News / Health

Studies: Long-Lasting Drug Prevents HIV Infection in Monkeys, Implications for Humans

Jessica Berman
In what’s being hailed as a breakthrough in HIV prevention, researchers have developed a slow-release version of an antiretroviral medication that offers long-lasting protection against the AIDS virus.
Injections of long-lasting AIDS drugs protected monkeys against infection for weeks, and researchers hope that it could lead to an important step forward in preventing the disease in humans.
In experiments with rhesus macaques, researchers at the Aaron Diamond AIDS Research Center in New York gave two injections of the slow-release drug to eight monkeys. The animals were protected against repeated attempts to infect them with a hybrid human and monkey immunodeficiency virus, called SHIV.  Macaques that received a placebo became infected.
Next, investigators wanted to see how long the drug worked. They injected 12 macaques, trying once a week to infect them. On the 10th try, the animals developed SHIV. Because macaques clear the drug from their system more quickly than people do, researchers think it could offer humans protection against HIV for up to three months.

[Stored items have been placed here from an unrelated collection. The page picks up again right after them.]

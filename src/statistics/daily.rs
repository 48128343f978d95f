//! Per-day breakdown of the event log.

use std::collections::{BTreeMap, HashSet};

use chrono::{DateTime, NaiveDate, Timelike, Utc};
use serde::{Deserialize, Serialize};

use crate::event::LogEntry;
use crate::tracking::record::rounded_mean;

/// Requests slower than this are listed in `slowest_requests`.
pub const SLOW_REQUEST_MS: u64 = 1000;

const MAX_SLOWEST: usize = 10;
const MAX_TOP_ROUTES: usize = 10;

#[derive(Debug, Clone, PartialEq, Serialize, Deserialize)]
#[serde(rename_all = "camelCase")]
pub struct DailyReport {
    pub date: NaiveDate,
    pub total_requests: u64,
    pub unique_ips: usize,
    pub routes: BTreeMap<String, RouteDailyStats>,
    pub methods: BTreeMap<String, u64>,
    pub status_codes: BTreeMap<u16, u64>,
    /// UTC hour of day to request count.
    pub hourly_distribution: BTreeMap<u32, u64>,
    pub average_response_time: u64,
    pub slowest_requests: Vec<SlowRequest>,
    pub errors: Vec<ErrorRequest>,
    pub top_routes: Vec<TopRoute>,
}

#[derive(Debug, Clone, Default, PartialEq, Serialize, Deserialize)]
#[serde(rename_all = "camelCase")]
pub struct RouteDailyStats {
    pub count: u64,
    pub methods: BTreeMap<String, u64>,
    pub average_response_time: u64,
    pub total_response_time: u64,
}

#[derive(Debug, Clone, PartialEq, Serialize, Deserialize)]
#[serde(rename_all = "camelCase")]
pub struct SlowRequest {
    pub route: String,
    pub method: String,
    pub response_time: u64,
    pub timestamp: DateTime<Utc>,
    pub ip: String,
}

#[derive(Debug, Clone, PartialEq, Serialize, Deserialize)]
#[serde(rename_all = "camelCase")]
pub struct ErrorRequest {
    pub route: String,
    pub method: String,
    pub status_code: u16,
    pub timestamp: DateTime<Utc>,
    pub ip: String,
}

#[derive(Debug, Clone, PartialEq, Serialize, Deserialize)]
#[serde(rename_all = "camelCase")]
pub struct TopRoute {
    pub route: String,
    pub requests: u64,
    pub average_response_time: u64,
}

impl DailyReport {
    /// Build the report for `date` (UTC) from parsed log entries. Report
    /// lines are ignored.
    pub fn build(date: NaiveDate, entries: &[LogEntry]) -> Self {
        let events = entries
            .iter()
            .filter_map(LogEntry::as_request)
            .filter(|e| e.timestamp.date_naive() == date);

        let mut total_requests = 0u64;
        let mut total_response_time = 0u64;
        let mut ips = HashSet::new();
        let mut routes: BTreeMap<String, RouteDailyStats> = BTreeMap::new();
        let mut methods = BTreeMap::new();
        let mut status_codes = BTreeMap::new();
        let mut hourly_distribution = BTreeMap::new();
        let mut slowest_requests = Vec::new();
        let mut errors = Vec::new();

        for event in events {
            total_requests += 1;
            total_response_time = total_response_time.saturating_add(event.response_time);
            ips.insert(event.ip.as_str());

            let stats = routes.entry(event.route.clone()).or_default();
            stats.count += 1;
            stats.total_response_time = stats.total_response_time.saturating_add(event.response_time);
            stats.average_response_time = rounded_mean(stats.total_response_time, stats.count);
            *stats.methods.entry(event.method.clone()).or_insert(0) += 1;

            *methods.entry(event.method.clone()).or_insert(0) += 1;
            *status_codes.entry(event.status_code).or_insert(0) += 1;
            *hourly_distribution.entry(event.timestamp.hour()).or_insert(0) += 1;

            if event.response_time > SLOW_REQUEST_MS {
                slowest_requests.push(SlowRequest {
                    route: event.route.clone(),
                    method: event.method.clone(),
                    response_time: event.response_time,
                    timestamp: event.timestamp,
                    ip: event.ip.clone(),
                });
            }

            if event.status_code >= 400 {
                errors.push(ErrorRequest {
                    route: event.route.clone(),
                    method: event.method.clone(),
                    status_code: event.status_code,
                    timestamp: event.timestamp,
                    ip: event.ip.clone(),
                });
            }
        }

        // Stable sorts: ties keep log order.
        slowest_requests.sort_by(|a, b| b.response_time.cmp(&a.response_time));
        slowest_requests.truncate(MAX_SLOWEST);

        let mut top_routes: Vec<TopRoute> = routes
            .iter()
            .map(|(route, stats)| TopRoute {
                route: route.clone(),
                requests: stats.count,
                average_response_time: stats.average_response_time,
            })
            .collect();
        top_routes.sort_by(|a, b| b.requests.cmp(&a.requests));
        top_routes.truncate(MAX_TOP_ROUTES);

        Self {
            date,
            total_requests,
            unique_ips: ips.len(),
            routes,
            methods,
            status_codes,
            hourly_distribution,
            average_response_time: rounded_mean(total_response_time, total_requests),
            slowest_requests,
            errors,
            top_routes,
        }
    }
}

#[cfg(test)]
mod tests {
    use super::*;
    use crate::event::{CompletionEvent, ReportEntry};

    fn event(ts: &str, route: &str, status: u16, latency: u64, ip: &str) -> LogEntry {
        LogEntry::Request(CompletionEvent {
            timestamp: ts.parse().unwrap(),
            method: "GET".to_string(),
            route: route.to_string(),
            status_code: status,
            response_time: latency,
            ip: ip.to_string(),
            user_agent: "test".to_string(),
            request_id: 1,
        })
    }

    fn date(s: &str) -> NaiveDate {
        s.parse().unwrap()
    }

    #[test]
    fn test_daily_breakdown() {
        let entries = vec![
            event("2026-10-17T23:59:59.999Z", "/users", 200, 10, "a"),
            event("2026-10-18T00:00:00.000Z", "/users", 200, 10, "a"),
            event("2026-10-18T09:30:00.000Z", "/users", 404, 30, "b"),
            event("2026-10-18T09:45:00.000Z", "/slow", 200, 1500, "a"),
            event("2026-10-18T10:00:00.000Z", "/slow", 500, 2500, "c"),
            LogEntry::Report(ReportEntry::new(serde_json::json!({}))),
        ];

        let report = DailyReport::build(date("2026-10-18"), &entries);

        assert_eq!(report.total_requests, 4);
        assert_eq!(report.unique_ips, 3);
        assert_eq!(report.routes["/users"].count, 2);
        assert_eq!(report.routes["/users"].average_response_time, 20);
        assert_eq!(report.routes["/users"].methods["GET"], 2);
        assert_eq!(report.methods["GET"], 4);
        assert_eq!(report.status_codes[&200], 2);
        assert_eq!(report.hourly_distribution[&0], 1);
        assert_eq!(report.hourly_distribution[&9], 2);
        assert_eq!(report.hourly_distribution[&10], 1);
        assert_eq!(report.average_response_time, 1010);

        let slow: Vec<_> = report.slowest_requests.iter().map(|r| r.response_time).collect();
        assert_eq!(slow, vec![2500, 1500]);

        let error_codes: Vec<_> = report.errors.iter().map(|r| r.status_code).collect();
        assert_eq!(error_codes, vec![404, 500]);

        assert_eq!(report.top_routes.len(), 2);
        assert_eq!(report.top_routes[0].route, "/slow");
        assert_eq!(report.top_routes[0].average_response_time, 2000);
    }

    #[test]
    fn test_empty_day() {
        let entries = vec![event("2026-10-17T12:00:00Z", "/users", 200, 10, "a")];
        let report = DailyReport::build(date("2026-10-18"), &entries);

        assert_eq!(report.total_requests, 0);
        assert_eq!(report.average_response_time, 0);
        assert!(report.routes.is_empty());
        assert!(report.top_routes.is_empty());
    }

    #[test]
    fn test_huge_latencies_saturate() {
        let entries = vec![
            event("2026-10-18T12:00:00Z", "/slow", 200, u64::MAX, "a"),
            event("2026-10-18T12:00:01Z", "/slow", 200, u64::MAX, "a"),
        ];
        let report = DailyReport::build(date("2026-10-18"), &entries);

        assert_eq!(report.routes["/slow"].total_response_time, u64::MAX);
        assert_eq!(report.total_requests, 2);
        assert_eq!(report.slowest_requests.len(), 2);
    }

    #[test]
    fn test_slowest_capped_at_ten() {
        let entries: Vec<_> = (0..15)
            .map(|i| event("2026-10-18T12:00:00Z", "/slow", 200, 1001 + i, "a"))
            .collect();
        let report = DailyReport::build(date("2026-10-18"), &entries);

        assert_eq!(report.slowest_requests.len(), 10);
        assert_eq!(report.slowest_requests[0].response_time, 1015);
        assert_eq!(report.slowest_requests[9].response_time, 1006);
    }
}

Robert Grant, a virologist at the University of California, San Francisco, led trials of so-called pre-exposure prophylaxis or PreP using the anti-AIDS pill Truvada.
The study showed the procedure was effective if people took the oral medication daily. Many do not, so Grant said oral PreP does not work for everyone who is at risk. 
He thinks an injectable drug that provides three months' protection against the virus is a breakthrough.
“This is a very exciting approach, especially for people who have had difficulty taking pills in the past. These are younger people who are not taking medications for other reasons and whose daily life is not highly organized in a way that allows them to build a habit of taking a pill a day,” said Grant.
In the United States, young people account for an estimated 40 percent of new HIV infections. 
The drug, called dolutegravir, is already being used by thousands of HIV-positive individuals. Researchers say it is safe. In its injectable form, dolutegravir is embedded in nanoparticles that slowly release the drug over a long period of time.
Large scale clinical trials are already being planned.  Experts say the injectable drug would be of great benefit in countries with high HIV rates and where adherence to daily oral prophylaxis is poor.